Most data quality experts identify 16 major characteristics that affect the quality of data and information. It is important to understand their context before examining each characteristic.
Information quality can have many different definitions. When users describe issues with data, they talk about inaccurate data, data that is not relevant, data that is not timely, as well as having too much information.
The work done as part of the Massachusetts Institute of Technology (MIT) research concerning data quality conducted by Richard Wang, Yang Lee, Diane Strong, and Leo Pipino indicates that one can identify 16 characteristics that affect the overall quality of the information people are expected to use in fulfilling their job and task responsibilities. That does not mean that each information quality situation involves all of the characteristics. It does mean that one has to listen carefully to the person who is describing the situation and identify which of these 16 characteristics (or dimensions) exist within the specific context being explained. A list of the 16 characteristics can be found in the article published in the Communications of the ACM.
Over time, there has been an increasing number of instances where data quality has affected decisions, and they help to start one thinking about different data quality issues and characteristics and what individuals and organizations can do to address those issues. Although some people equate information quality with “accuracy,” research and experience have shown that concerns about information quality extend far beyond that single characteristic.
Master Data Management and Business Intelligence Data Quality
One example of the need for improved data quality is the challenge of master data management (MDM) and business intelligence (BI) efforts. Many organizations can relate to the statement “Data quality and data integrity are not going away. There’s no easy way to solve them.” The BI software vendors have tried to address data quality and integration issues with Master Data Management (MDM) solutions but that they have had limited success in trying to cleanse and reconcile data.
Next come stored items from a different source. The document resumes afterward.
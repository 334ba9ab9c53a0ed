// Payments crate clippy configuration
// Test code patterns (expected in test files):
#![cfg_attr(test, allow(clippy::unwrap_used))]
#![cfg_attr(test, allow(clippy::expect_used))]

//! Quotapay Payments Module
//!
//! The payment and quota reconciliation engine: payment intent creation,
//! exactly-once crediting of the quota ledger from racing completion
//! signals (webhook push and status poll), and quota spending against
//! report unlocks.
//!
//! ## Features
//!
//! - **Payment Intents**: Create hosted payment links with signed return URLs
//! - **Reconciliation**: Webhook and poll channels race safely via a
//!   conditional status transition; duplicate signals credit exactly once
//! - **Quota Ledger**: Append-only source of truth; balance is a pure sum
//! - **Quota Gate**: Debit-with-compensation report unlocking
//! - **Repair Passes**: Missing-credit and cached-balance reconciliation

pub mod error;
pub mod gate;
pub mod gateway;
pub mod intent;
pub mod model;
pub mod packages;
pub mod provider;
pub mod reconciler;
pub mod signer;
pub mod store;

#[cfg(test)]
mod edge_case_tests;

// Error
pub use error::{PaymentError, PaymentResult};

// Model
pub use model::{EntryKind, IntentStatus, LedgerEntry, NewLedgerEntry, PaymentIntent};

// Signer
pub use signer::Signer;

// Packages
pub use packages::QuotaPackage;

// Provider boundary
pub use gateway::{GatewayConfig, HttpGateway};
pub use provider::{
    CompletionEvent, CreatePaymentRequest, HostedPayment, PaymentProvider, ProviderStatus,
};

// Services
pub use gate::QuotaGate;
pub use intent::{Buyer, CreatedIntent, IntentManager};
pub use reconciler::{PollPolicy, ReconcileOutcome, Reconciler};

// Stores
pub use store::{
    MemoryQuotaStore, MemoryReportStore, PgQuotaStore, PgReportStore, QuotaStore, ReportStore,
};

use std::sync::Arc;
use std::time::Duration;

use sqlx::PgPool;

/// Main quota service that combines intent creation, reconciliation, and
/// quota spending over one store and one provider client.
pub struct QuotaService {
    pub intents: IntentManager,
    pub reconciler: Reconciler,
    pub gate: QuotaGate,
    pub signer: Signer,
    pub poll_policy: PollPolicy,
}

impl QuotaService {
    /// Wire the service from explicit parts. Tests and ephemeral deployments
    /// pass the in-memory stores here.
    pub fn new(
        store: Arc<dyn QuotaStore>,
        reports: Arc<dyn ReportStore>,
        provider: Arc<dyn PaymentProvider>,
        signer: Signer,
        return_url_base: String,
        poll_policy: PollPolicy,
    ) -> Self {
        Self {
            intents: IntentManager::new(
                store.clone(),
                provider.clone(),
                signer.clone(),
                return_url_base,
            ),
            reconciler: Reconciler::new(store.clone(), provider),
            gate: QuotaGate::new(store, reports),
            signer,
            poll_policy,
        }
    }

    /// Create the production service from environment variables, backed by
    /// Postgres stores and the HTTP gateway client.
    pub fn from_env(pool: PgPool) -> PaymentResult<Self> {
        let signing_secret = std::env::var("QUOTA_SIGNING_SECRET")
            .map_err(|_| PaymentError::Config("QUOTA_SIGNING_SECRET must be set".to_string()))?;
        let return_url_base = std::env::var("PAYMENT_RETURN_URL")
            .map_err(|_| PaymentError::Config("PAYMENT_RETURN_URL must be set".to_string()))?;

        let poll_policy = PollPolicy {
            max_attempts: std::env::var("POLL_MAX_ATTEMPTS")
                .ok()
                .and_then(|v| v.parse().ok())
                .unwrap_or(PollPolicy::default().max_attempts),
            interval: std::env::var("POLL_INTERVAL_MS")
                .ok()
                .and_then(|v| v.parse().ok())
                .map(Duration::from_millis)
                .unwrap_or(PollPolicy::default().interval),
        };

        let gateway = HttpGateway::new(GatewayConfig::from_env()?)?;
        let store: Arc<dyn QuotaStore> = Arc::new(PgQuotaStore::new(pool.clone()));
        let reports: Arc<dyn ReportStore> = Arc::new(PgReportStore::new(pool));

        Ok(Self::new(
            store,
            reports,
            Arc::new(gateway),
            Signer::new(&signing_secret),
            return_url_base,
            poll_policy,
        ))
    }
}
One of the main reasons that the BI and analytics efforts fall short in this regard is that they usually are dealing with only a part of the organization and the data quality issues arise as they attempt to integrate and use information from across the entire organization. In each particular context, the information is perceived and measured to have a high level of quality. It is when one tries to integrate the information within an overall organization context that troubles begin to appear and are not easy to overcome. In every organization, some sources of data will always be dirty. In such instances the user should try to determine if the data is really needed. Is it relevant for the purpose at hand? If it is, think about the best approach to handle the data to make it meaningful.
Often, two different people can use the same information to run reports using two different tools and get different results. It reminds one of a recent advertisement by a BI vendor that has three different people walking into a meeting with the CEO each with a different answer to a question. The question could be as simple as “What is the firm’s gross profit for the current fiscal period?”. Depending upon the specific context used to calculate the answers, all three could be correct or none of them could be correct. A too frequent experience is attending a meeting and spending too much time determining whose numbers are correct. The time should have been spent analyzing the numbers and determining the proper action that should be taken by the organization. Consistency and usefulness of the information is important to any organization as is understanding the context (meaning) of the data.
Flawed Critical Data
A Gartner Group study indicated that more than 25% of critical data held by Fortune 1000 companies was flawed. The data was inaccurate, incomplete or duplicated. Think about the implications to an organization! These data issues are addressed in some fashion when the financial statements for the firm are prepared. Unfortunately, when someone tries to build aggregates of the information from the original source data, complications will arise and issues of inconsistency and misunderstanding will occur.
A personal experience involved the development of an initial data warehouse for global financial information. The initial effort was to build a new source of global information that would be more available and would allow senior management to monitor the current month’s progress toward budget goals for gross revenue and other profit and loss (P&L) items. The effort was to build the information from the source systems that feed the process used to develop the P&L statements. To deliver information that would be believable to the senior executives, a stated goal was to match the published P&L information.
After a great deal of effort, the initial goal was changed to deliver the capability for gross revenue. This change was necessitated because there was no consistent source data for the other P&L items. Even the new goal proved elusive as the definition for gross revenue varied among the over 75 corporate subsidiaries. Initial attempts to aggregate sales for a subsidiary that matched reported amounts proved to be extremely challenging. The team had to develop a different process to aggregate sales for each subsidiary. Unfortunately, that process was not always successful in matching the published revenue amounts. It took almost two years to successfully match the revenue numbers for all but one of the “major subsidiaries”, the United States. Needless to say, the senior executives were not thrilled with the progress or results, and sent the team to discover a more thorough result.
Information quality is a complex concept, and that there usually are no quick and simple solutions within most organizations. That is why the metaphor of a “journey” is so apt, and that continuous improvement is fundamental to accept when talking about solving information quality problems. It took a long time to create the problems and it will take time to correct the problems.